• _EXERCISE DESCRIPTION_:
Return the entire listing exactly, leaving nothing out.

• _EXTRACTED ENTRIES_:
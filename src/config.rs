// config.rs — the tour description document
//
// The tour is described by a single JSON object:
// {
//   "entrySceneUid": "hall",
//   "zoomMin": 1.0, "zoomMax": 3.0, "zoomSpeed": 0.02,
//   "enableKeyboard": true,
//   "scenes": [
//     { "uid": "hall", "image": "hall.jpg", "title": "Hall",
//       "transitions": [ { "toUid": "room", "point": { "angle": 1.57, "height": 0, "radius": 0.9 } } ],
//       "photos": [ { "image": "vase.jpg", "title": "Vase", "point": { ... } } ] }
//   ]
// }
//
// Missing optional fields take the documented defaults. The object is
// constructed once at startup and passed by reference into the tour; there is
// no global configuration state.

use serde::Deserialize;
use std::path::Path;

#[derive(Debug, thiserror::Error)]
pub enum ConfigError {
    #[error("unable to read tour file: {0}")]
    Io(#[from] std::io::Error),
    #[error("malformed tour document: {0}")]
    Parse(#[from] serde_json::Error),
    #[error("the tour has no scenes")]
    NoScenes,
    #[error("entry scene \"{0}\" is not declared in the scene list")]
    UnknownEntryScene(String),
}

/// Placement of a hotspot on the panorama cylinder.
#[derive(Debug, Clone, Copy, Default, Deserialize)]
pub struct PlacementPoint {
    /// Rotation around the vertical axis, radians, [0, 2π).
    #[serde(default)]
    pub angle: f32,
    /// Vertical offset in panorama pixels; sign is up/down.
    #[serde(default)]
    pub height: f32,
    /// Fraction of the scene radius, [0, 1].
    #[serde(default)]
    pub radius: f32,
}

#[derive(Debug, Clone, Deserialize)]
pub struct TransitionConfig {
    #[serde(rename = "toUid")]
    pub to_uid: String,
    #[serde(default)]
    pub point: PlacementPoint,
}

#[derive(Debug, Clone, Deserialize)]
pub struct PhotoConfig {
    pub image: String,
    #[serde(default)]
    pub title: String,
    #[serde(default)]
    pub point: PlacementPoint,
}

#[derive(Debug, Clone, Deserialize)]
pub struct SceneConfig {
    pub uid: String,
    pub image: String,
    #[serde(default)]
    pub title: String,
    #[serde(default)]
    pub transitions: Vec<TransitionConfig>,
    #[serde(default)]
    pub photos: Vec<PhotoConfig>,
}

#[derive(Debug, Clone, Deserialize)]
#[serde(rename_all = "camelCase")]
pub struct TourConfig {
    #[serde(default)]
    pub entry_scene_uid: String,
    #[serde(default = "default_zoom_min")]
    pub zoom_min: f32,
    #[serde(default = "default_zoom_max")]
    pub zoom_max: f32,
    #[serde(default = "default_zoom_speed")]
    pub zoom_speed: f32,
    #[serde(default = "default_true")]
    pub enable_keyboard: bool,
    #[serde(default = "default_true")]
    pub enable_informative_destination_tooltips: bool,
    #[serde(default)]
    pub exit_url: Option<String>,
    #[serde(default)]
    pub assets_path: String,
    #[serde(default)]
    pub portal_texture: Option<String>,
    #[serde(default = "default_lang")]
    pub lang: String,
    #[serde(default)]
    pub scenes: Vec<SceneConfig>,
}

fn default_zoom_min() -> f32 {
    1.0
}

fn default_zoom_max() -> f32 {
    3.0
}

fn default_zoom_speed() -> f32 {
    0.02
}

fn default_true() -> bool {
    true
}

fn default_lang() -> String {
    "en".to_string()
}

impl TourConfig {
    pub fn from_file(path: &Path) -> Result<Self, ConfigError> {
        let text = std::fs::read_to_string(path)?;
        Self::from_json(&text)
    }

    pub fn from_json(text: &str) -> Result<Self, ConfigError> {
        let config: TourConfig = serde_json::from_str(text)?;
        config.validate()?;
        Ok(config)
    }

    /// Lookup a scene by uid. Transition targets are resolved through this at
    /// activation time, not up front, so a dangling `toUid` only fails the
    /// navigation action that touches it.
    pub fn scene(&self, uid: &str) -> Option<&SceneConfig> {
        self.scenes.iter().find(|s| s.uid == uid)
    }

    /// Resolves a path relative to the configured assets directory.
    pub fn asset_path(&self, file: &str) -> String {
        if self.assets_path.is_empty() {
            file.to_string()
        } else {
            format!("{}/{}", self.assets_path.trim_end_matches('/'), file)
        }
    }

    fn validate(&self) -> Result<(), ConfigError> {
        if self.scenes.is_empty() {
            return Err(ConfigError::NoScenes);
        }
        if self.scene(&self.entry_scene_uid).is_none() {
            return Err(ConfigError::UnknownEntryScene(self.entry_scene_uid.clone()));
        }
        Ok(())
    }
}

#[cfg(test)]
mod tests {
    use super::*;

    const MINIMAL: &str = r#"{
        "entrySceneUid": "a",
        "scenes": [
            { "uid": "a", "image": "a.jpg", "title": "A",
              "transitions": [ { "toUid": "b", "point": { "angle": 1.5707964, "height": 0.0, "radius": 1.0 } } ] },
            { "uid": "b", "image": "b.jpg" }
        ]
    }"#;

    #[test]
    fn defaults_fill_missing_fields() {
        let config = TourConfig::from_json(MINIMAL).unwrap();
        assert_eq!(config.zoom_min, 1.0);
        assert_eq!(config.zoom_max, 3.0);
        assert_eq!(config.zoom_speed, 0.02);
        assert!(config.enable_keyboard);
        assert!(config.enable_informative_destination_tooltips);
        assert!(config.exit_url.is_none());
        assert_eq!(config.lang, "en");
    }

    #[test]
    fn scene_lookup_by_uid() {
        let config = TourConfig::from_json(MINIMAL).unwrap();
        assert_eq!(config.scene("a").unwrap().title, "A");
        assert_eq!(config.scene("b").unwrap().transitions.len(), 0);
        assert!(config.scene("nope").is_none());
    }

    #[test]
    fn rejects_missing_entry_scene() {
        let text = r#"{ "entrySceneUid": "x", "scenes": [ { "uid": "a", "image": "a.jpg" } ] }"#;
        assert!(matches!(
            TourConfig::from_json(text),
            Err(ConfigError::UnknownEntryScene(_))
        ));
    }

    #[test]
    fn rejects_empty_scene_list() {
        let text = r#"{ "entrySceneUid": "a", "scenes": [] }"#;
        assert!(matches!(TourConfig::from_json(text), Err(ConfigError::NoScenes)));
    }

    #[test]
    fn asset_path_joins_with_assets_dir() {
        let mut config = TourConfig::from_json(MINIMAL).unwrap();
        assert_eq!(config.asset_path("a.jpg"), "a.jpg");
        config.assets_path = "tour/assets/".to_string();
        assert_eq!(config.asset_path("a.jpg"), "tour/assets/a.jpg");
    }
}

• _OUTPUT FOR THIS EXERCISE_:
filename src/config.rs
// config.rs — the tour description document
//
// The tour is described by a single JSON object:
// {
//   "entrySceneUid": "hall",
//   "zoomMin": 1.0, "zoomMax": 3.0, "zoomSpeed": 0.02,
//   "enableKeyboard": true,
//   "scenes": [
//     { "uid": "hall", "image": "hall.jpg", "title": "Hall",
//       "transitions": [ { "toUid": "room", "point": { "angle": 1.57, "height": 0, "radius": 0.9 } } ],
//       "photos": [ { "image": "vase.jpg", "title": "Vase", "point": { ... } } ] }
//   ]
// }
//
// Missing optional fields take the documented defaults. The object is
// constructed once at startup and passed by reference into the tour; there is
// no global configuration state.

use serde::Deserialize;
use std::path::Path;

#[derive(Debug, thiserror::Error)]
pub enum ConfigError {
    #[error("unable to read tour file: {0}")]
    Io(#[from] std::io::Error),
    #[error("malformed tour document: {0}")]
    Parse(#[from] serde_json::Error),
    #[error("the tour has no scenes")]
    NoScenes,
    #[error("entry scene \"{0}\" is not declared in the scene list")]
    UnknownEntryScene(String),
}

/// Placement of a hotspot on the panorama cylinder.
#[derive(Debug, Clone, Copy, Default, Deserialize)]
pub struct PlacementPoint {
    /// Rotation around the vertical axis, radians, [0, 2π).
    #[serde(default)]
    pub angle: f32,
    /// Vertical offset in panorama pixels; sign is up/down.
    #[serde(default)]
    pub height: f32,
    /// Fraction of the scene radius, [0, 1].
    #[serde(default)]
    pub radius: f32,
}

#[derive(Debug, Clone, Deserialize)]
pub struct TransitionConfig {
    #[serde(rename = "toUid")]
    pub to_uid: String,
    #[serde(default)]
    pub point: PlacementPoint,
}

#[derive(Debug, Clone, Deserialize)]
pub struct PhotoConfig {
    pub image: String,
    #[serde(default)]
    pub title: String,
    #[serde(default)]
    pub point: PlacementPoint,
}

#[derive(Debug, Clone, Deserialize)]
pub struct SceneConfig {
    pub uid: String,
    pub image: String,
    #[serde(default)]
    pub title: String,
    #[serde(default)]
    pub transitions: Vec<TransitionConfig>,
    #[serde(default)]
    pub photos: Vec<PhotoConfig>,
}

#[derive(Debug, Clone, Deserialize)]
#[serde(rename_all = "camelCase")]
pub struct TourConfig {
    #[serde(default)]
    pub entry_scene_uid: String,
    #[serde(default = "default_zoom_min")]
    pub zoom_min: f32,
    #[serde(default = "default_zoom_max")]
    pub zoom_max: f32,
    #[serde(default = "default_zoom_speed")]
    pub zoom_speed: f32,
    #[serde(default = "default_true")]
    pub enable_keyboard: bool,
    #[serde(default = "default_true")]
    pub enable_informative_destination_tooltips: bool,
    #[serde(default)]
    pub exit_url: Option<String>,
    #[serde(default)]
    pub assets_path: String,
    #[serde(default)]
    pub portal_texture: Option<String>,
    #[serde(default = "default_lang")]
    pub lang: String,
    #[serde(default)]
    pub scenes: Vec<SceneConfig>,
}

fn default_zoom_min() -> f32 {
    1.0
}

fn default_zoom_max() -> f32 {
    3.0
}

fn default_zoom_speed() -> f32 {
    0.02
}

fn default_true() -> bool {
    true
}

fn default_lang() -> String {
    "en".to_string()
}

impl TourConfig {
    pub fn from_file(path: &Path) -> Result<Self, ConfigError> {
        let text = std::fs::read_to_string(path)?;
        Self::from_json(&text)
    }

    pub fn from_json(text: &str) -> Result<Self, ConfigError> {
        let config: TourConfig = serde_json::from_str(text)?;
        config.validate()?;
        Ok(config)
    }

    /// Lookup a scene by uid. Transition targets are resolved through this at
    /// activation time, not up front, so a dangling `toUid` only fails the
    /// navigation action that touches it.
    pub fn scene(&self, uid: &str) -> Option<&SceneConfig> {
        self.scenes.iter().find(|s| s.uid == uid)
    }

    /// Resolves a path relative to the configured assets directory.
    pub fn asset_path(&self, file: &str) -> String {
        if self.assets_path.is_empty() {
            file.to_string()
        } else {
            format!("{}/{}", self.assets_path.trim_end_matches('/'), file)
        }
    }

    fn validate(&self) -> Result<(), ConfigError> {
        if self.scenes.is_empty() {
            return Err(ConfigError::NoScenes);
        }
        if self.scene(&self.entry_scene_uid).is_none() {
            return Err(ConfigError::UnknownEntryScene(self.entry_scene_uid.clone()));
        }
        Ok(())
    }
}

#[cfg(test)]
mod tests {
    use super::*;

    const MINIMAL: &str = r#"{
        "entrySceneUid": "a",
        "scenes": [
            { "uid": "a", "image": "a.jpg", "title": "A",
              "transitions": [ { "toUid": "b", "point": { "angle": 1.5707964, "height": 0.0, "radius": 1.0 } } ] },
            { "uid": "b", "image": "b.jpg" }
        ]
    }"#;

    #[test]
    fn defaults_fill_missing_fields() {
        let config = TourConfig::from_json(MINIMAL).unwrap();
        assert_eq!(config.zoom_min, 1.0);
        assert_eq!(config.zoom_max, 3.0);
        assert_eq!(config.zoom_speed, 0.02);
        assert!(config.enable_keyboard);
        assert!(config.enable_informative_destination_tooltips);
        assert!(config.exit_url.is_none());
        assert_eq!(config.lang, "en");
    }

    #[test]
    fn scene_lookup_by_uid() {
        let config = TourConfig::from_json(MINIMAL).unwrap();
        assert_eq!(config.scene("a").unwrap().title, "A");
        assert_eq!(config.scene("b").unwrap().transitions.len(), 0);
        assert!(config.scene("nope").is_none());
    }

    #[test]
    fn rejects_missing_entry_scene() {
        let text = r#"{ "entrySceneUid": "x", "scenes": [ { "uid": "a", "image": "a.jpg" } ] }"#;
        assert!(matches!(
            TourConfig::from_json(text),
            Err(ConfigError::UnknownEntryScene(_))
        ));
    }

    #[test]
    fn rejects_empty_scene_list() {
        let text = r#"{ "entrySceneUid": "a", "scenes": [] }"#;
        assert!(matches!(TourConfig::from_json(text), Err(ConfigError::NoScenes)));
    }

    #[test]
    fn asset_path_joins_with_assets_dir() {
        let mut config = TourConfig::from_json(MINIMAL).unwrap();
        assert_eq!(config.asset_path("a.jpg"), "a.jpg");
        config.assets_path = "tour/assets/".to_string();
        assert_eq!(config.asset_path("a.jpg"), "tour/assets/a.jpg");
    }
}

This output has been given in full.